If the tax credit is removed, 22% of medical aid users will not be able to afford cover, Stellenbosch economics consultancy Econex warned in a report published on Friday - 1.9 million of the 8 million medical aid members, including children, will have to drop out of the private healthcare system.

In a national health insurance policy document released in July, Health Minister Aaron Motsoaledi said he wanted to remove the tax credit to users, which amounts to R20-billion a year.

Medical aid schemes' members get a tax reduction of R3,636 a year - or R303 a month. Motsoaledi said then that "the tax credit ... we believe, is unfair".

Economist Paula Armstrong, author of the Econex analysis, said the rebate was intended to "alleviate some pressure on the state [system]".

Taking it away would make medical aid unaffordable for many middle-class people.

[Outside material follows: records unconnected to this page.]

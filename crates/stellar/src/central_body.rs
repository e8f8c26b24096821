//! The closed set of bodies that can anchor a solar system.

use std::fmt;

use serde::{Deserialize, Serialize};
use units::{Mass, Temperature};

use crate::stellar_objects::{Binary, BlackHole, GiantStar, NeutronStar, WhiteDwarf};
use crate::stellar_radius::StellarRadius;

/// Kind tag of a central body, as shown to users
#[derive(Debug, Clone, Copy, PartialEq, Eq, Hash, Serialize, Deserialize)]
pub enum BodyKind {
    BlackHole,
    WhiteDwarf,
    NeutronStar,
    GiantStar,
    Binary,
}

impl BodyKind {
    pub fn label(&self) -> &'static str {
        match self {
            Self::BlackHole => "Black Hole",
            Self::WhiteDwarf => "White Dwarf",
            Self::NeutronStar => "Neutron Star",
            Self::GiantStar => "Giant Star",
            Self::Binary => "Binary",
        }
    }
}

impl fmt::Display for BodyKind {
    fn fmt(&self, f: &mut fmt::Formatter<'_>) -> fmt::Result {
        f.write_str(self.label())
    }
}

/// A central body of any kind
///
/// Kind-specific data (a giant's luminosity, a binary's members) is reached
/// by matching on the variant; the accessors below return `Option` where a
/// kind does not carry the attribute.
#[derive(Debug, Clone, PartialEq, Serialize, Deserialize)]
#[serde(tag = "kind")]
pub enum CentralBody {
    BlackHole(BlackHole),
    WhiteDwarf(WhiteDwarf),
    NeutronStar(NeutronStar),
    GiantStar(GiantStar),
    Binary(Binary),
}

impl CentralBody {
    pub fn name(&self) -> &str {
        match self {
            Self::BlackHole(b) => &b.name,
            Self::WhiteDwarf(b) => &b.name,
            Self::NeutronStar(b) => &b.name,
            Self::GiantStar(b) => &b.name,
            Self::Binary(b) => &b.name,
        }
    }

    pub fn mass(&self) -> Mass {
        match self {
            Self::BlackHole(b) => b.mass,
            Self::WhiteDwarf(b) => b.mass,
            Self::NeutronStar(b) => b.mass,
            Self::GiantStar(b) => b.mass,
            Self::Binary(b) => b.mass(),
        }
    }

    pub fn kind(&self) -> BodyKind {
        match self {
            Self::BlackHole(_) => BodyKind::BlackHole,
            Self::WhiteDwarf(_) => BodyKind::WhiteDwarf,
            Self::NeutronStar(_) => BodyKind::NeutronStar,
            Self::GiantStar(_) => BodyKind::GiantStar,
            Self::Binary(_) => BodyKind::Binary,
        }
    }

    /// Radius in the unit natural to the kind; a binary has none
    pub fn radius(&self) -> Option<StellarRadius> {
        match self {
            Self::BlackHole(b) => Some(StellarRadius::Kilometers(b.radius_km)),
            Self::WhiteDwarf(b) => Some(StellarRadius::Kilometers(b.radius_km)),
            Self::NeutronStar(b) => Some(StellarRadius::Kilometers(b.radius_km)),
            Self::GiantStar(b) => Some(StellarRadius::SolarRadii(b.radius_solar)),
            Self::Binary(_) => None,
        }
    }

    /// Whether this body may be collapsed by a supernova
    ///
    /// Binaries never qualify: collapsing a pair into one black hole is not
    /// modelled.
    pub fn can_supernova(&self) -> bool {
        match self {
            Self::GiantStar(_) => true,
            Self::WhiteDwarf(b) => b.can_supernova(),
            Self::BlackHole(_) | Self::NeutronStar(_) | Self::Binary(_) => false,
        }
    }

    /// Luminosity in L☉, carried only by giant stars
    pub fn luminosity(&self) -> Option<f64> {
        match self {
            Self::GiantStar(b) => Some(b.luminosity),
            _ => None,
        }
    }

    pub fn temperature(&self) -> Option<Temperature> {
        match self {
            Self::GiantStar(b) => Some(b.temperature),
            _ => None,
        }
    }
}

impl From<BlackHole> for CentralBody {
    fn from(body: BlackHole) -> Self {
        Self::BlackHole(body)
    }
}

impl From<WhiteDwarf> for CentralBody {
    fn from(body: WhiteDwarf) -> Self {
        Self::WhiteDwarf(body)
    }
}

impl From<NeutronStar> for CentralBody {
    fn from(body: NeutronStar) -> Self {
        Self::NeutronStar(body)
    }
}

impl From<GiantStar> for CentralBody {
    fn from(body: GiantStar) -> Self {
        Self::GiantStar(body)
    }
}

impl From<Binary> for CentralBody {
    fn from(body: Binary) -> Self {
        Self::Binary(body)
    }
}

She calculated that the richest 20% of South Africans spend a maximum of 12.85% on medical aid premiums and on the fees of physiotherapists and dentists not paid for by medical aid.

The poorest 20% of medical aid users pay 22% of their income in premiums. The removal of the tax credit would push the poorest medical aid users into spending 35% of their salary on the premiums alone.

Premiums would "become excessively expensive", said Armstrong.

"The removal of the tax credit affects the poorest [medical aid user] and that is the opposite of what national health insurance intends to achieve . this perpetuates inequality."

Frans Cronje, CEO of the SA Institute of Race Relations, said removing medical tax credits was a form of taxation.

He said the government was adopting a short-term solution to countering the effects of a weakening economy.

"Instead of structural reform in order to position South Africa's economy as competitive, and improve growth and tax revenues, the government is delaying the inevitable by finding extra taxes. This is unsustainable and it is going to end badly.

"The fiscal crunch means the government is desperate to raise new revenues from secondary taxation through the cutting of subsidies."

The middle class has experienced sharp drops in living standards and cannot afford to lose the tax credit, he said.

Motsoaledi said in June: "Once national health insurance is up and running, what reason will you have to keep medical schemes?

"Once the law is passed it affects all citizens in the country; they have to belong to it, they don't have a choice."